Moving from the traditional Aristotelian and Newtonian view of the universe as determined by interactions typified by the predictable behavior of billiard balls, gravity, and the Second Law of Thermodynamics, Marchant takes us into the Einsteinian world of four dimensional time/space with its continuum of past, present and future all existing simultaneously and all future actions already predictably determined. She then introduces us to the strange elements of quantum mechanics where superposition, entanglement, and probability move reality into the mode of probability rather than certainty. Finally, she introduces us to today’s debates about the nature of reality, i.e. is that a table we see in our kitchen or only a set of probable positions of atoms and molecules that our senses are too ‘blurred’ to clearly distinguish as anything other than a table.
Her parallel analyses confront the external world and our internal world of perceptions using the metaphor of a braid to describe the interaction between these two strands. Brain biology and imaging have moved us steadily from the view that the brain is simply a computer that processes signals from our body and from the external world towards a model of the brain as a hierarchy of complex systems engaged in predictive coding, using Bayesian probability to constantly refine and improve our prediction of the outside world. This is continuous process is designed with one goal—to sustain our life through homeostasis.
Marchant concludes her book with this passage: “But what if the universe wasn’t created in one Big Bang but in billions upon billions of tiny creative flashes that are sounding out all around us? This journey into Now has made me wonder whether reality might have given us, not just one long-ago moment of creation but an ongoing miracle. Now…Now…Now…. Perhaps with our help, the whole universe is continually being made and remade. And the future isn’t written after all.” This is a powerful plea for human agency and an explanation of we can’t define Now. “Perhaps the reason we can’t pin down or perceive Now is because it isn’t a thing or a time. It isn’t a moment of an experience of even a probabalistic network of constraints. It is further upstream from all of this: the ever bubbling precondition that makes time and things possible. The creative source from which we carve our lives and worlds.”

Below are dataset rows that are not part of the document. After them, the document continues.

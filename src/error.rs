use thiserror::Error;

/// Rejected parameters for the perspective projection constructors.
#[derive(Debug, Error, Clone, Copy, PartialEq)]
pub enum ProjectionError {
    #[error("field of view must be in (0, pi), got {0}")]
    FieldOfView(f32),

    #[error("near plane distance must be positive, got {0}")]
    NearPlane(f32),

    #[error("far plane distance must be positive, got {0}")]
    FarPlane(f32),

    #[error("near plane must be closer than far plane ({near} >= {far})")]
    PlaneOrder { near: f32, far: f32 },
}
impl From<Matrix4x4> for [[f32; 4]; 4] {
    fn from(m: Matrix4x4) -> Self {
        [
            [m.m11, m.m12, m.m13, m.m14],
            [m.m21, m.m22, m.m23, m.m24],
            [m.m31, m.m32, m.m33, m.m34],
            [m.m41, m.m42, m.m43, m.m44],
        ]
    }
}

impl From<[[f32; 4]; 4]> for Matrix4x4 {
    fn from(d: [[f32; 4]; 4]) -> Self {
        Self::new(
            d[0][0], d[0][1], d[0][2], d[0][3],
            d[1][0], d[1][1], d[1][2], d[1][3],
            d[2][0], d[2][1], d[2][2], d[2][3],
            d[3][0], d[3][1], d[3][2], d[3][3],
        )
    }
}

unsafe impl bytemuck::Pod for Matrix4x4 {}
unsafe impl bytemuck::Zeroable for Matrix4x4 {}

#[cfg(test)]
mod tests {
    use super::*;
    use rand::Rng;

    fn assert_close(a: Matrix4x4, b: Matrix4x4, tolerance: f32) {
        let a: [[f32; 4]; 4] = a.into();
        let b: [[f32; 4]; 4] = b.into();
        for row in 0..4 {
            for col in 0..4 {
                assert!(
                    (a[row][col] - b[row][col]).abs() < tolerance,
                    "[{row}][{col}]: {} vs {}",
                    a[row][col],
                    b[row][col]
                );
            }
        }
    }

    fn affine_sample() -> Matrix4x4 {
        Matrix4x4::from_nonuniform_scale(2.0, 3.0, 0.5)
            * Matrix4x4::from_yaw_pitch_roll(0.4, -0.2, 0.9)
            * Matrix4x4::from_translation(Vector3::new(5.0, -1.0, 2.5))
    }

    #[test]
    fn identity_laws() {
        let m = affine_sample();
        assert_eq!(m * Matrix4x4::IDENTITY, m);
        assert_eq!(Matrix4x4::IDENTITY * m, m);
        assert!(Matrix4x4::IDENTITY.is_identity());
        assert!(!m.is_identity());
    }

    #[test]
    fn inverse_round_trips() {
        let cases = [
            Matrix4x4::from_rotation_y(0.8),
            Matrix4x4::from_nonuniform_scale(2.0, 0.25, 8.0),
            Matrix4x4::from_translation(Vector3::new(-3.0, 6.0, 1.0)),
            affine_sample(),
        ];
        for m in cases {
            let inv = m.inverse().unwrap();
            assert_close(m * inv, Matrix4x4::IDENTITY, 1e-4);
        }
    }

    #[test]
    fn inverse_round_trips_random_affine() {
        let mut rng = rand::rng();
        for _ in 0..32 {
            let m = Matrix4x4::from_nonuniform_scale(
                rng.random_range(0.2..4.0),
                rng.random_range(0.2..4.0),
                rng.random_range(0.2..4.0),
            ) * Matrix4x4::from_yaw_pitch_roll(
                rng.random_range(-3.0..3.0),
                rng.random_range(-1.5..1.5),
                rng.random_range(-3.0..3.0),
            ) * Matrix4x4::from_translation(Vector3::new(
                rng.random_range(-10.0..10.0),
                rng.random_range(-10.0..10.0),
                rng.random_range(-10.0..10.0),
            ));
            let inv = m.inverse().unwrap();
            assert_close(m * inv, Matrix4x4::IDENTITY, 1e-3);
        }
    }

    #[test]
    fn determinant_of_inverse_is_reciprocal() {
        let m = affine_sample();
        let inv = m.inverse().unwrap();
        assert!((inv.determinant() - 1.0 / m.determinant()).abs() < 1e-3);
    }

    #[test]
    fn determinant_of_scale_is_product() {
        let m = Matrix4x4::from_nonuniform_scale(2.0, 3.0, 4.0);
        assert!((m.determinant() - 24.0).abs() < 1e-5);
    }

    #[test]
    fn singular_matrix_detected() {
        // third row is twice the first
        let m = Matrix4x4::new(
            1.0, 2.0, 3.0, 0.0, //
            0.0, 1.0, 0.0, 0.0, //
            2.0, 4.0, 6.0, 0.0, //
            0.0, 0.0, 0.0, 1.0,
        );
        assert_eq!(m.determinant(), 0.0);
        assert!(m.inverse().is_none());
        assert!(Matrix4x4::NAN.m44.is_nan());
    }

    #[test]
    fn transpose_is_involution() {
        let m = affine_sample();
        assert_eq!(m.transpose().transpose(), m);
    }

    #[test]
    fn transform_point_vs_vector() {
        let m = Matrix4x4::from_translation(Vector3::new(10.0, 20.0, 30.0));
        let p = Vector3::new(1.0, 2.0, 3.0);
        assert_eq!(m.transform_point(p), Vector3::new(11.0, 22.0, 33.0));
        assert_eq!(m.transform_vector(p), p);
    }

    #[test]
    fn matrix3x2_embedding_matches_2d_transform() {
        let flat = Matrix3x2::from_rotation(0.6) * Matrix3x2::from_translation_xy(2.0, -1.0);
        let lifted = Matrix4x4::from_matrix3x2(flat);
        let p = Vector2::new(3.0, 4.0);
        let expected = flat.transform_point(p);
        let got = lifted.transform_point2(p);
        assert!((got - expected).length() < 1e-6);
    }

    #[test]
    fn rotation_constructors_agree() {
        let angle = 0.77;
        assert_close(
            Matrix4x4::from_rotation_x(angle),
            Matrix4x4::from_axis_angle(Vector3::UNIT_X, angle),
            1e-6,
        );
        assert_close(
            Matrix4x4::from_rotation_y(angle),
            Matrix4x4::from_axis_angle(Vector3::UNIT_Y, angle),
            1e-6,
        );
        assert_close(
            Matrix4x4::from_rotation_z(angle),
            Matrix4x4::from_axis_angle(Vector3::UNIT_Z, angle),
            1e-6,
        );
    }

    #[test]
    fn quaternion_and_matrix_rotation_agree() {
        let q = Quaternion::from_yaw_pitch_roll(0.3, -0.6, 1.2);
        let m = Matrix4x4::from_quaternion(q);
        let v = Vector3::new(1.0, 2.0, 3.0);
        assert!((m.transform_vector(v) - v.rotate(q)).length() < 1e-5);
    }

    #[test]
    fn rotation_centered_keeps_center_fixed() {
        let center = Vector3::new(1.0, 2.0, 3.0);
        for m in [
            Matrix4x4::from_rotation_x_centered(0.9, center),
            Matrix4x4::from_rotation_y_centered(-1.3, center),
            Matrix4x4::from_rotation_z_centered(2.1, center),
            Matrix4x4::from_scale_centered(2.5, center),
        ] {
            assert!((m.transform_point(center) - center).length() < 1e-5);
        }
    }

    #[test]
    fn decompose_recovers_srt() {
        let scale = Vector3::new(2.0, 3.0, 0.5);
        let rotation = Quaternion::from_yaw_pitch_roll(0.5, -0.4, 1.1);
        let translation = Vector3::new(4.0, -2.0, 7.0);

        let m = Matrix4x4::from_nonuniform_scale(scale.x, scale.y, scale.z)
            * Matrix4x4::from_quaternion(rotation)
            * Matrix4x4::from_translation(translation);

        let (s, r, t) = m.decompose().unwrap();
        assert!((s - scale).length() < 1e-4);
        assert!((t - translation).length() < 1e-4);
        // q and -q encode the same rotation
        let aligned = if r.dot(rotation) < 0.0 { -r } else { r };
        assert!((aligned.x - rotation.x).abs() < 1e-3);
        assert!((aligned.y - rotation.y).abs() < 1e-3);
        assert!((aligned.z - rotation.z).abs() < 1e-3);
        assert!((aligned.w - rotation.w).abs() < 1e-3);
    }

    #[test]
    fn decompose_compose_round_trip() {
        let m = affine_sample();
        let (s, r, t) = m.decompose().unwrap();
        let rebuilt = Matrix4x4::from_nonuniform_scale(s.x, s.y, s.z)
            * Matrix4x4::from_quaternion(r)
            * Matrix4x4::from_translation(t);
        assert_close(rebuilt, m, 1e-3);
    }

    #[test]
    fn decompose_repairs_left_handed_basis() {
        let m = Matrix4x4::from_nonuniform_scale(-2.0, 3.0, 4.0);
        let (s, r, _) = m.decompose().unwrap();
        // one scale carries the sign, the rotation stays proper
        assert!((s.x.abs() * s.y.abs() * s.z.abs() - 24.0).abs() < 1e-3);
        assert!(s.x < 0.0 || s.y < 0.0 || s.z < 0.0);
        let rebuilt = Matrix4x4::from_nonuniform_scale(s.x, s.y, s.z)
            * Matrix4x4::from_quaternion(r);
        assert_close(rebuilt, m, 1e-3);
    }

    #[test]
    fn decompose_rejects_shear() {
        let mut m = Matrix4x4::IDENTITY;
        m.m21 = 1.5; // shear x by y
        assert!(m.decompose().is_none());
    }

    #[test]
    fn decompose_zero_scale_falls_back_to_canonical_axis() {
        let m = Matrix4x4::from_nonuniform_scale(3.0, 0.0, 2.0);
        let (s, r, _) = m.decompose().unwrap();
        // the rebuilt basis may flip a sign to stay right-handed, so only
        // the magnitudes are pinned down
        assert!(s.y.abs() < 1e-6);
        assert!((s.x.abs() - 3.0).abs() < 1e-4 && (s.z.abs() - 2.0).abs() < 1e-4);
        // degenerate row is replaced, rotation must still be a unit quaternion
        assert!((r.length() - 1.0).abs() < 1e-4);
    }

    #[test]
    fn perspective_fov_validates_parameters() {
        assert_eq!(
            Matrix4x4::perspective_fov(0.0, 1.0, 0.1, 10.0),
            Err(ProjectionError::FieldOfView(0.0))
        );
        assert_eq!(
            Matrix4x4::perspective_fov(PI, 1.0, 0.1, 10.0),
            Err(ProjectionError::FieldOfView(PI))
        );
        assert_eq!(
            Matrix4x4::perspective_fov(1.0, 1.0, -0.1, 10.0),
            Err(ProjectionError::NearPlane(-0.1))
        );
        assert_eq!(
            Matrix4x4::perspective_fov(1.0, 1.0, 0.1, -10.0),
            Err(ProjectionError::FarPlane(-10.0))
        );
        assert_eq!(
            Matrix4x4::perspective_fov(1.0, 1.0, 10.0, 0.1),
            Err(ProjectionError::PlaneOrder { near: 10.0, far: 0.1 })
        );
    }

    #[test]
    fn perspective_fov_maps_near_and_far_planes() {
        let m = Matrix4x4::perspective_fov(PI / 2.0, 1.0, 1.0, 100.0).unwrap();
        // points on the near/far planes land on z = 0 and z = depth * w
        let near = crate::Vector4::new(0.0, 0.0, -1.0, 1.0).transform(&m);
        assert!((near.z / near.w).abs() < 1e-5);
        let far = crate::Vector4::new(0.0, 0.0, -100.0, 1.0).transform(&m);
        assert!((far.z / far.w - 1.0).abs() < 1e-4);
        // unit fov at aspect 1: x and y scales match
        assert!((m.m11 - m.m22).abs() < 1e-6);
    }

    #[test]
    fn perspective_validates_planes() {
        assert!(Matrix4x4::perspective(2.0, 2.0, 1.0, 10.0).is_ok());
        assert_eq!(
            Matrix4x4::perspective(2.0, 2.0, 0.0, 10.0),
            Err(ProjectionError::NearPlane(0.0))
        );
        assert!(Matrix4x4::perspective_off_center(-1.0, 1.0, -1.0, 1.0, 10.0, 1.0).is_err());
    }

    #[test]
    fn orthographic_maps_extents_to_unit_box() {
        let m = Matrix4x4::orthographic(8.0, 6.0, 1.0, 11.0);
        let p = m.transform_point(Vector3::new(4.0, -3.0, -11.0));
        assert!((p.x - 1.0).abs() < 1e-6);
        assert!((p.y + 1.0).abs() < 1e-6);
        assert!((p.z - 1.0).abs() < 1e-6);

        let off = Matrix4x4::orthographic_off_center(-4.0, 4.0, -3.0, 3.0, 1.0, 11.0);
        assert_close(off, m, 1e-6);
    }

    #[test]
    fn look_at_puts_eye_at_origin_facing_negative_z() {
        let eye = Vector3::new(0.0, 0.0, 5.0);
        let m = Matrix4x4::look_at(eye, Vector3::ZERO, Vector3::UNIT_Y);
        assert!((m.transform_point(eye)).length() < 1e-6);
        let target_in_view = m.transform_point(Vector3::ZERO);
        assert!((target_in_view - Vector3::new(0.0, 0.0, -5.0)).length() < 1e-5);
    }

    #[test]
    fn rotate_by_composes_after() {
        let m = Matrix4x4::from_translation(Vector3::new(1.0, 0.0, 0.0));
        let q = Quaternion::from_axis_angle(Vector3::UNIT_Z, PI / 2.0);
        let p = m.rotate_by(q).transform_point(Vector3::ZERO);
        // translate to (1, 0, 0), then rotate onto the y axis
        assert!((p - Vector3::new(0.0, 1.0, 0.0)).length() < 1e-6);
    }

    #[test]
    fn nan_matrix_is_never_identity() {
        let mut m = Matrix4x4::IDENTITY;
        m.m23 = f32::NAN;
        assert!(m != m);
        assert!(!m.is_identity());
    }

    #[test]
    fn lerp_halfway() {
        let a = Matrix4x4::from_scale(1.0);
        let b = Matrix4x4::from_scale(3.0);
        assert_close(a.lerp(b, 0.5), Matrix4x4::from_scale(2.0), 1e-6);
    }
}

This is not light reading nor have I clearly understood or explained most of the concepts and thinking behind them, but along with Pollen’s book, Elizabeth Strout’s recent novel, and Yiyun Li’s recent autobiography, it confronts the ultimate human question—-what does it mean to be alive, human, and living in a real world? I may have understood less than half of the book and retained even less, but I feel a bit better oriented for having read this brilliant analysis of what we mean by time, now, and being alive.